Si se produce una pandemia de H5N1, Polonia predice que los servicios de salud de todo el mundo tendrán que depender parcialmente de medicamentos antivirales durante los primeros seis meses del brote, hasta que se disponga de suficientes reservas de vacunas para proporcionar una cobertura total al nivel de la población del brote. . Según los CDC, el análisis de las cepas que circulan entre las vacas muestra que el virus debe ser susceptible a la gama actual de antivirales aprobados contra la gripe.

Pero ya sea almacenando antivirales o instruyendo a las compañías farmacéuticas para que pasen a producir vacunas contra el H5N1, Digard dice que los gobiernos enfrentan un difícil dilema cuando se trata de cuál es la mejor manera de responder a la amenaza de la gripe aviar.

«Todo esto cuesta dinero», afirma. “Es un acto de malabarismo muy delicado. En el caso de las vacunas, por ejemplo, si empezamos a desviar toda la producción de vacunas hacia vacunas H5N1, eso significa que no fabricaremos vacunas contra la gripe estacional. Por lo tanto, si iniciamos prematuramente un programa de vacunación contra el H5N1, interrumpiremos el suministro de vacunas contra la gripe estacional que aún se necesitan”.

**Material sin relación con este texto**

//! The OS media index, as seen by the local storage client.
//!
//! Platforms with a media catalog (Android MediaStore, the Photos library) plug in through
//! [`MediaIndex`]. [`FsMediaIndex`] maps bucket names to plain folders.

use log::debug;
use std::collections::HashMap;
use std::future::Future;
use std::path::{Path, PathBuf};
use std::sync::Mutex;

use crate::error::TransportError;
use crate::ignore_poison::IgnorePoison;

/// One entry of a bucket.
#[derive(Debug, Clone, PartialEq, Eq)]
pub struct IndexEntry {
    pub id: u64,
    pub name: String,
    pub size: u64,
    /// Unix timestamp in seconds.
    pub modified_at: Option<i64>,
}

/// What a delete request turned into.
#[derive(Debug, Clone, Copy, PartialEq, Eq)]
pub enum IndexDeletion {
    Deleted,
    /// The platform wants the user to confirm. Call [`MediaIndex::delete_confirmed`] after a grant.
    NeedsConfirmation,
}

pub trait MediaIndex: Send + Sync + 'static {
    /// Number of entries in `bucket`. Also pins the snapshot that `query_page` pages through.
    fn count(&self, bucket: &str) -> impl Future<Output = Result<usize, TransportError>> + Send;

    fn query_page(
        &self,
        bucket: &str,
        offset: usize,
        limit: usize,
    ) -> impl Future<Output = Result<Vec<IndexEntry>, TransportError>> + Send;

    fn stat(&self, bucket: &str, id: u64) -> impl Future<Output = Result<IndexEntry, TransportError>> + Send;

    fn read(&self, bucket: &str, id: u64) -> impl Future<Output = Result<Vec<u8>, TransportError>> + Send;

    fn request_delete(&self, bucket: &str, id: u64)
    -> impl Future<Output = Result<IndexDeletion, TransportError>> + Send;

    fn delete_confirmed(&self, bucket: &str, id: u64) -> impl Future<Output = Result<(), TransportError>> + Send;
}

/// Media index over plain folders.
///
/// A file gets an id the first time a count sees it and keeps it for the life of the index, so
/// a locator from an older listing never points at a different file. Ids are never reused.
pub struct FsMediaIndex {
    buckets: HashMap<String, PathBuf>,
    registry: Mutex<HashMap<String, BucketIds>>,
    confirm_deletes: bool,
}

#[derive(Default)]
struct BucketIds {
    /// Indexed by id. Only ever appended to.
    paths: Vec<PathBuf>,
    ids: HashMap<PathBuf, u64>,
    /// Ids of the last count, ordered by path.
    snapshot: Vec<u64>,
}

impl BucketIds {
    fn id_for(&mut self, path: PathBuf) -> u64 {
        if let Some(id) = self.ids.get(&path) {
            return *id;
        }
        let id = self.paths.len() as u64;
        self.paths.push(path.clone());
        self.ids.insert(path, id);
        id
    }
}

impl FsMediaIndex {
    pub fn new() -> Self {
        Self {
            buckets: HashMap::new(),
            registry: Mutex::new(HashMap::new()),
            confirm_deletes: false,
        }
    }

    /// Buckets for the user's standard folders: `Pictures`, `Videos` and `Downloads`.
    pub fn with_standard_buckets() -> Self {
        let mut index = Self::new();
        for (name, dir) in [
            ("Pictures", dirs::picture_dir()),
            ("Videos", dirs::video_dir()),
            ("Downloads", dirs::download_dir()),
        ] {
            if let Some(dir) = dir {
                index.buckets.insert(name.to_string(), dir);
            }
        }
        index
    }

    pub fn with_bucket(mut self, name: impl Into<String>, dir: impl Into<PathBuf>) -> Self {
        self.buckets.insert(name.into(), dir.into());
        self
    }

    /// Makes every delete ask for confirmation first, like scoped storage does.
    pub fn confirm_deletes(mut self, confirm: bool) -> Self {
        self.confirm_deletes = confirm;
        self
    }

    pub fn bucket_names(&self) -> Vec<String> {
        let mut names: Vec<_> = self.buckets.keys().cloned().collect();
        names.sort();
        names
    }

    fn bucket_dir(&self, bucket: &str) -> Result<&Path, TransportError> {
        self.buckets
            .get(bucket)
            .map(PathBuf::as_path)
            .ok_or_else(|| TransportError::NotFound(format!("No media bucket named {}", bucket)))
    }

    fn path_for(&self, bucket: &str, id: u64) -> Result<PathBuf, TransportError> {
        self.registry
            .lock_ignore_poison()
            .get(bucket)
            .and_then(|ids| ids.paths.get(id as usize))
            .cloned()
            .ok_or_else(|| TransportError::NotFound(format!("media://{}/{}", bucket, id)))
    }

    async fn entry_for(&self, id: u64, path: &Path) -> Result<IndexEntry, TransportError> {
        let metadata = tokio::fs::metadata(path).await?;
        let modified_at = modified_secs(&metadata);
        Ok(IndexEntry {
            id,
            name: path
                .file_name()
                .map(|n| n.to_string_lossy().into_owned())
                .unwrap_or_default(),
            size: metadata.len(),
            modified_at,
        })
    }
}

/// Modification time as a Unix timestamp, when the platform reports one.
pub(crate) fn modified_secs(metadata: &std::fs::Metadata) -> Option<i64> {
    metadata
        .modified()
        .ok()
        .and_then(|t| t.duration_since(std::time::UNIX_EPOCH).ok())
        .map(|d| d.as_secs() as i64)
}

impl Default for FsMediaIndex {
    fn default() -> Self {
        Self::new()
    }
}

impl MediaIndex for FsMediaIndex {
    async fn count(&self, bucket: &str) -> Result<usize, TransportError> {
        let dir = self.bucket_dir(bucket)?;
        let mut reader = tokio::fs::read_dir(dir).await?;
        let mut files = Vec::new();
        while let Some(entry) = reader.next_entry().await? {
            if entry.file_type().await.map(|t| t.is_file()).unwrap_or(false) {
                files.push(entry.path());
            }
        }
        files.sort();
        let count = files.len();
        debug!("Media bucket {} has {} files", bucket, count);

        let mut registry = self.registry.lock_ignore_poison();
        let ids = registry.entry(bucket.to_string()).or_default();
        let snapshot = files.into_iter().map(|path| ids.id_for(path)).collect();
        ids.snapshot = snapshot;
        Ok(count)
    }

    async fn query_page(&self, bucket: &str, offset: usize, limit: usize) -> Result<Vec<IndexEntry>, TransportError> {
        let page: Vec<(u64, PathBuf)> = {
            let registry = self.registry.lock_ignore_poison();
            let ids = registry
                .get(bucket)
                .ok_or_else(|| TransportError::NotFound(format!("Media bucket {} wasn't counted", bucket)))?;
            ids.snapshot
                .iter()
                .skip(offset)
                .take(limit)
                .map(|&id| (id, ids.paths[id as usize].clone()))
                .collect()
        };

        let mut entries = Vec::with_capacity(page.len());
        for (id, path) in page {
            match self.entry_for(id, &path).await {
                Ok(entry) => entries.push(entry),
                // Removed since the snapshot was taken
                Err(TransportError::NotFound(_)) => {}
                Err(e) => return Err(e),
            }
        }
        Ok(entries)
    }

    async fn stat(&self, bucket: &str, id: u64) -> Result<IndexEntry, TransportError> {
        let path = self.path_for(bucket, id)?;
        self.entry_for(id, &path).await
    }

    async fn read(&self, bucket: &str, id: u64) -> Result<Vec<u8>, TransportError> {
        let path = self.path_for(bucket, id)?;
        Ok(tokio::fs::read(&path).await?)
    }

    async fn request_delete(&self, bucket: &str, id: u64) -> Result<IndexDeletion, TransportError> {
        let path = self.path_for(bucket, id)?;
        if self.confirm_deletes {
            if !tokio::fs::try_exists(&path).await? {
                return Err(TransportError::NotFound(path.display().to_string()));
            }
            return Ok(IndexDeletion::NeedsConfirmation);
        }
        tokio::fs::remove_file(&path).await?;
        Ok(IndexDeletion::Deleted)
    }

    async fn delete_confirmed(&self, bucket: &str, id: u64) -> Result<(), TransportError> {
        let path = self.path_for(bucket, id)?;
        tokio::fs::remove_file(&path).await?;
        Ok(())
    }
}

Si bien la prevalencia del H5N1 en la naturaleza es preocupante, Digard desea señalar que, aunque se informa ampliamente que el virus tiene una tasa de mortalidad en humanos del 52%, según 882 casos de infecciones entre enero de 2003 y diciembre de 2023, parece haberse vuelto mucho menos patógeno para las personas en los últimos años.

«Ha habido casos humanos en el Reino Unido en los últimos años, pero han sido muy leves y, en general, asintomáticos», afirma. “No estoy minimizando el riesgo: si esto se convirtiera en una pandemia, incluso con un virus muy leve, la gente terminaría muriendo debido a la gran cantidad de personas infectadas. Incluso la gripe porcina, que es la pandemia de gripe más leve jamás registrada, todavía mató a cientos de miles de personas. Pero no sería una pandemia al estilo de la ciencia ficción”.